--- SUPPLIED ENTRIES ---
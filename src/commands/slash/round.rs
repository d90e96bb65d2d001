//! # Round Commands
//!
//! /round, /income and /rbe
//!
//! - **Version**: 1.0.0
//! - **Since**: 1.4.0

use serenity::builder::{CreateApplicationCommand, CreateApplicationCommandOption};
use serenity::model::application::command::CommandOptionType;

use crate::features::rounds::{Gamemode, LAST_ROUND, MAX_ROUND};

pub fn create_commands() -> Vec<CreateApplicationCommand> {
    vec![
        create_round_command(),
        create_range_command("income", "Calculate the income of a round", &Gamemode::ALL),
        create_range_command(
            "rbe",
            "Calculate the RBE of a round",
            &[Gamemode::Normal, Gamemode::Abr],
        ),
    ]
}

fn mode_option<'a>(
    option: &'a mut CreateApplicationCommandOption,
    modes: &[Gamemode],
) -> &'a mut CreateApplicationCommandOption {
    option
        .name("mode")
        .description("The game-mode to display information for")
        .kind(CommandOptionType::Integer);
    for mode in modes {
        option.add_int_choice(mode.label(), mode.value());
    }
    option
}

fn create_round_command() -> CreateApplicationCommand {
    let mut cmd = CreateApplicationCommand::default();
    cmd.name("round")
        .description("Display information for a round")
        .create_option(|o| {
            o.name("round")
                .description("The round to display information for")
                .kind(CommandOptionType::Integer)
                .min_int_value(1)
                .max_int_value(MAX_ROUND)
                .required(true)
        })
        .create_option(|o| mode_option(o, &[Gamemode::Normal, Gamemode::Abr]));
    cmd
}

fn create_range_command(
    name: &str,
    description: &str,
    modes: &[Gamemode],
) -> CreateApplicationCommand {
    let mut cmd = CreateApplicationCommand::default();
    cmd.name(name)
        .description(description)
        .create_option(|o| {
            o.name("start-round")
                .description("The round to start from (can be the only one)")
                .kind(CommandOptionType::Integer)
                .min_int_value(1)
                .max_int_value(LAST_ROUND)
                .required(true)
        })
        .create_option(|o| {
            o.name("end-round")
                .description("The round to end at")
                .kind(CommandOptionType::Integer)
                .min_int_value(1)
                .max_int_value(LAST_ROUND)
        })
        .create_option(|o| mode_option(o, modes));
    cmd
}

#[cfg(test)]
mod tests {
    use super::*;
    use serde_json::Value;

    fn options(command: &CreateApplicationCommand) -> Vec<Value> {
        command.0.get("options").unwrap().as_array().unwrap().clone()
    }

    #[test]
    fn test_round_commands() {
        let commands = create_commands();
        let names: Vec<&str> = commands
            .iter()
            .map(|cmd| cmd.0.get("name").unwrap().as_str().unwrap())
            .collect();
        assert_eq!(names, vec!["round", "income", "rbe"]);

        let round = options(&commands[0]);
        assert_eq!(round[0]["max_value"], 1_288_555);
        assert_eq!(round[1]["choices"].as_array().unwrap().len(), 2);
    }

    #[test]
    fn test_range_bounds_and_modes() {
        let commands = create_commands();

        let income = options(&commands[1]);
        assert_eq!(income[0]["name"], "start-round");
        assert_eq!(income[0]["min_value"], 1);
        assert_eq!(income[0]["max_value"], 140);
        assert_eq!(income[0]["required"], true);
        assert_eq!(income[1]["name"], "end-round");
        assert_eq!(income[1]["max_value"], 140);
        assert_eq!(income[2]["choices"][2]["name"], "Half Cash");
        assert_eq!(income[2]["choices"][2]["value"], 2);

        let rbe = options(&commands[2]);
        assert_eq!(rbe[2]["choices"].as_array().unwrap().len(), 2);
    }
}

--- EXERCISE PROMPT ---
Reproduce the entries above in full by retyping them exactly.

--- SOLUTION FOR THIS PROBLEM ---
filename src/commands/slash/round.rs
repository d90e96bb65d2d001
//! # Round Commands
//!
//! /round, /income and /rbe
//!
//! - **Version**: 1.0.0
//! - **Since**: 1.4.0

use serenity::builder::{CreateApplicationCommand, CreateApplicationCommandOption};
use serenity::model::application::command::CommandOptionType;

use crate::features::rounds::{Gamemode, LAST_ROUND, MAX_ROUND};

pub fn create_commands() -> Vec<CreateApplicationCommand> {
    vec![
        create_round_command(),
        create_range_command("income", "Calculate the income of a round", &Gamemode::ALL),
        create_range_command(
            "rbe",
            "Calculate the RBE of a round",
            &[Gamemode::Normal, Gamemode::Abr],
        ),
    ]
}

fn mode_option<'a>(
    option: &'a mut CreateApplicationCommandOption,
    modes: &[Gamemode],
) -> &'a mut CreateApplicationCommandOption {
    option
        .name("mode")
        .description("The game-mode to display information for")
        .kind(CommandOptionType::Integer);
    for mode in modes {
        option.add_int_choice(mode.label(), mode.value());
    }
    option
}

fn create_round_command() -> CreateApplicationCommand {
    let mut cmd = CreateApplicationCommand::default();
    cmd.name("round")
        .description("Display information for a round")
        .create_option(|o| {
            o.name("round")
                .description("The round to display information for")
                .kind(CommandOptionType::Integer)
                .min_int_value(1)
                .max_int_value(MAX_ROUND)
                .required(true)
        })
        .create_option(|o| mode_option(o, &[Gamemode::Normal, Gamemode::Abr]));
    cmd
}

fn create_range_command(
    name: &str,
    description: &str,
    modes: &[Gamemode],
) -> CreateApplicationCommand {
    let mut cmd = CreateApplicationCommand::default();
    cmd.name(name)
        .description(description)
        .create_option(|o| {
            o.name("start-round")
                .description("The round to start from (can be the only one)")
                .kind(CommandOptionType::Integer)
                .min_int_value(1)
                .max_int_value(LAST_ROUND)
                .required(true)
        })
        .create_option(|o| {
            o.name("end-round")
                .description("The round to end at")
                .kind(CommandOptionType::Integer)
                .min_int_value(1)
                .max_int_value(LAST_ROUND)
        })
        .create_option(|o| mode_option(o, modes));
    cmd
}

#[cfg(test)]
mod tests {
    use super::*;
    use serde_json::Value;

    fn options(command: &CreateApplicationCommand) -> Vec<Value> {
        command.0.get("options").unwrap().as_array().unwrap().clone()
    }

    #[test]
    fn test_round_commands() {
        let commands = create_commands();
        let names: Vec<&str> = commands
            .iter()
            .map(|cmd| cmd.0.get("name").unwrap().as_str().unwrap())
            .collect();
        assert_eq!(names, vec!["round", "income", "rbe"]);

        let round = options(&commands[0]);
        assert_eq!(round[0]["max_value"], 1_288_555);
        assert_eq!(round[1]["choices"].as_array().unwrap().len(), 2);
    }

    #[test]
    fn test_range_bounds_and_modes() {
        let commands = create_commands();

        let income = options(&commands[1]);
        assert_eq!(income[0]["name"], "start-round");
        assert_eq!(income[0]["min_value"], 1);
        assert_eq!(income[0]["max_value"], 140);
        assert_eq!(income[0]["required"], true);
        assert_eq!(income[1]["name"], "end-round");
        assert_eq!(income[1]["max_value"], 140);
        assert_eq!(income[2]["choices"][2]["name"], "Half Cash");
        assert_eq!(income[2]["choices"][2]["value"], 2);

        let rbe = options(&commands[2]);
        assert_eq!(rbe[2]["choices"].as_array().unwrap().len(), 2);
    }
}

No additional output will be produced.